According to Gartner, only 55% of all product launches take place on schedule. If so many products fail, there must be reasons why this is happening so often? From your experience, what are the key factors of delays, and how to handle them?
I don't think the problem is with delays. I think the problem is with making unrealistic promises of delivery. A product could be launched at any point in time if it was providing value to the consumer. It may not provide all of the value that is desired but as long as there is some value, it could be delivered. Then using feedback from the users, the product will be adapted. That is how an agile software delivery takes place.
In your post you and Gartner are assuming that all software will be delivered in its entirety on specific dates. You are also assume that not meeting a specific date is indicative of failure. I wonder how well the users accepted the 45% of the products that were delivered on a specifically communicated date. How much had to be changed after that date to facilitate what the actual users wanted?
I believe that the reason dates are missed is because that new information is gained while building a product. In Project Management, a project plan is made based upon incomplete knowledge. That forecast turns into a committed date. However, when the work begins you will discover information that was not known at the time the project plan was made. If the company is smart, they will adjust their plans based upon this new information. That is why most agile companies will do incremental delivery and course correct using the feedback obtained. In the end, it might take you longer to "launch" but what you do "launch" will be something that the users need at that time.
Because they are trying to launch on schedule. The world is generally complex and it is better to inspect & adapt, managing not by schedule, but by the incremental and empirical release of value.
I don't have any hard numbers, but I can tell you what I've seen in the software world.
In efforts managed using traditional project management methods, the team tends to work in very big batches of requirements, translated into designs and implemented, tested, and then demonstrated or delivered. However, when the customers and users actually get the software, it's not what they want or need and isn't usable. They come back with a list of changes that need to happen for the software system to be useful and usable. The team then takes on that list, designs, implements, tests, and gets feedback. Sometimes the second iteration works. Sometimes the project is no longer viable - the deadline for needing the software has passed, the cost for continuing work exceeds the value. Sometimes the team tries a third time.

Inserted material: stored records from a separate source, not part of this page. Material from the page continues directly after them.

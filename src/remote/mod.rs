// Copyright (c) 2025 Ronan LE MEILLAT, SCTG Development
// This file is part of the rust-acremote project and is licensed under the
// SCTG Development Non-Commercial License v1.0 (see LICENSE.md for details).

//! Remote panel session emulation
//!
//! The AC unit exposes no API, only a browser-oriented web control panel
//! built on hidden anti-forgery/view-state fields. This module emulates a
//! browser session against that panel: it logs in, carries the server-issued
//! hidden tokens forward from response to request, translates high-level
//! intents into form-equivalent command posts, and keeps the session alive
//! against the server's silent expiry.

pub mod page;
pub mod session;

use std::fmt;

use thiserror::Error;

pub use page::PanelPage;
pub use session::PanelSession;

/// Errors surfaced by the panel session.
#[derive(Debug, Error)]
pub enum RemoteError {
    /// The panel rejected the login post. Fatal to the caller; no retry is
    /// attempted internally.
    #[error("panel rejected the login")]
    Authentication(#[source] reqwest::Error),

    /// Local validation failure; no request was sent and the target
    /// temperature is unchanged.
    #[error("target temperature {target} outside the unit's bounds {lower}..{upper}")]
    TemperatureOutOfBounds { target: i32, lower: i32, upper: i32 },

    /// The panel rejected a command post, or the post never reached it.
    #[error("panel rejected the command")]
    CommandRejected(#[source] reqwest::Error),

    /// An expected element or attribute was missing from the panel page.
    #[error("panel page is missing element {0:?}")]
    PageLayout(String),

    /// Plain transport failure outside the login/command paths.
    #[error("transport error")]
    Transport(#[from] reqwest::Error),
}

/// Operation mode indicator decoded from the panel page.
#[derive(Debug, Clone, Copy, PartialEq, Eq)]
pub enum OperationMode {
    Heating,
    Cooling,
    FanOnly,
}

impl OperationMode {
    pub fn from_index(index: u32) -> Option<Self> {
        match index {
            0 => Some(Self::Heating),
            1 => Some(Self::Cooling),
            2 => Some(Self::FanOnly),
            _ => None,
        }
    }

    pub fn as_str(&self) -> &'static str {
        match self {
            Self::Heating => "Heating",
            Self::Cooling => "Cooling",
            Self::FanOnly => "Fan only",
        }
    }
}

impl fmt::Display for OperationMode {
    fn fmt(&self, f: &mut fmt::Formatter<'_>) -> fmt::Result {
        f.write_str(self.as_str())
    }
}

/// Wind speed indicator decoded from the panel page.
#[derive(Debug, Clone, Copy, PartialEq, Eq)]
pub enum WindSpeed {
    Auto,
    Max,
    Medium,
    Low,
}

impl WindSpeed {
    pub fn from_index(index: u32) -> Option<Self> {
        match index {
            0 => Some(Self::Auto),
            1 => Some(Self::Max),
            2 => Some(Self::Medium),
            3 => Some(Self::Low),
            _ => None,
        }
    }

    pub fn as_str(&self) -> &'static str {
        match self {
            Self::Auto => "Auto",
            Self::Max => "Max",
            Self::Medium => "Medium",
            Self::Low => "Low",
        }
    }
}

impl fmt::Display for WindSpeed {
    fn fmt(&self, f: &mut fmt::Formatter<'_>) -> fmt::Result {
        f.write_str(self.as_str())
    }
}

/// Wind direction indicator decoded from the panel page.
#[derive(Debug, Clone, Copy, PartialEq, Eq)]
pub enum WindAngle {
    Swing,
    Horizontal,
    Vertical,
}

impl WindAngle {
    pub fn from_index(index: u32) -> Option<Self> {
        match index {
            0 => Some(Self::Swing),
            1 => Some(Self::Horizontal),
            2 => Some(Self::Vertical),
            _ => None,
        }
    }

    pub fn as_str(&self) -> &'static str {
        match self {
            Self::Swing => "Swing",
            Self::Horizontal => "Horizontal",
            Self::Vertical => "Vertical",
        }
    }
}

impl fmt::Display for WindAngle {
    fn fmt(&self, f: &mut fmt::Formatter<'_>) -> fmt::Result {
        f.write_str(self.as_str())
    }
}

/// Last known state of the unit, overwritten wholesale on every successful
/// page parse.
///
/// The page carries no explicit power indicator; `power` mirrors the last
/// commanded power state at the time of the parse.
#[derive(Debug, Clone, PartialEq, Eq)]
pub struct PanelState {
    pub power: bool,
    pub operation_mode: OperationMode,
    pub current_temp: i32,
    pub target_temp: i32,
    pub wind_speed: WindSpeed,
    pub wind_angle: WindAngle,
}

/// Intent marker set immediately before a command post and cleared
/// unconditionally once the post completes.
///
/// The panel form disambiguates intent solely through the submit button's
/// click coordinates; each action maps to the coordinate pair the real
/// browser would have reported.
#[derive(Debug, Clone, Copy, PartialEq, Eq, Default)]
pub enum PanelAction {
    #[default]
    Idle,
    PowerOn,
    PowerOff,
    TempUp,
    TempDown,
}

impl PanelAction {
    /// Coordinate pair posted as `btnSubmit.x` / `btnSubmit.y`.
    pub fn submit_coords(self) -> (u16, u16) {
        match self {
            Self::PowerOn => (94, 40),
            Self::PowerOff => (108, 40),
            Self::TempDown => (95, 35),
            Self::TempUp => (41, 37),
            Self::Idle => (55, 16),
        }
    }
}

Agile methods, like Scrum, are designed to handle this. The team builds very small slices of the software system and gets feedback in time windows measured in weeks, months at the longest. The stakeholders - customers and users - can provide feedback and help the team adjust. Sometimes, the system under development can be used before it's "finished". Even if the customer or user had a big list of requirements in mind, a demonstration or delivery of a slice may reveal that starting to actually use the product now can help them achieve their goals. In some cases, they may even realize that they didn't actually need that big list of requirements and can end the development before the big list is fully implemented and delivered.
The biggest delay is trying to do too much work at once. Short iterations and feedback loops of small slices of functionality and usable product goes a long way to mitigating that risk. It also forces the team to address other risks earlier in the process.
According to Gartner, only 55% of all product launches take place on schedule. If so many products fail
How it is taken that schedule slippages are product failures?. I hope the report would have shown just the survey results and not a conclusion like that.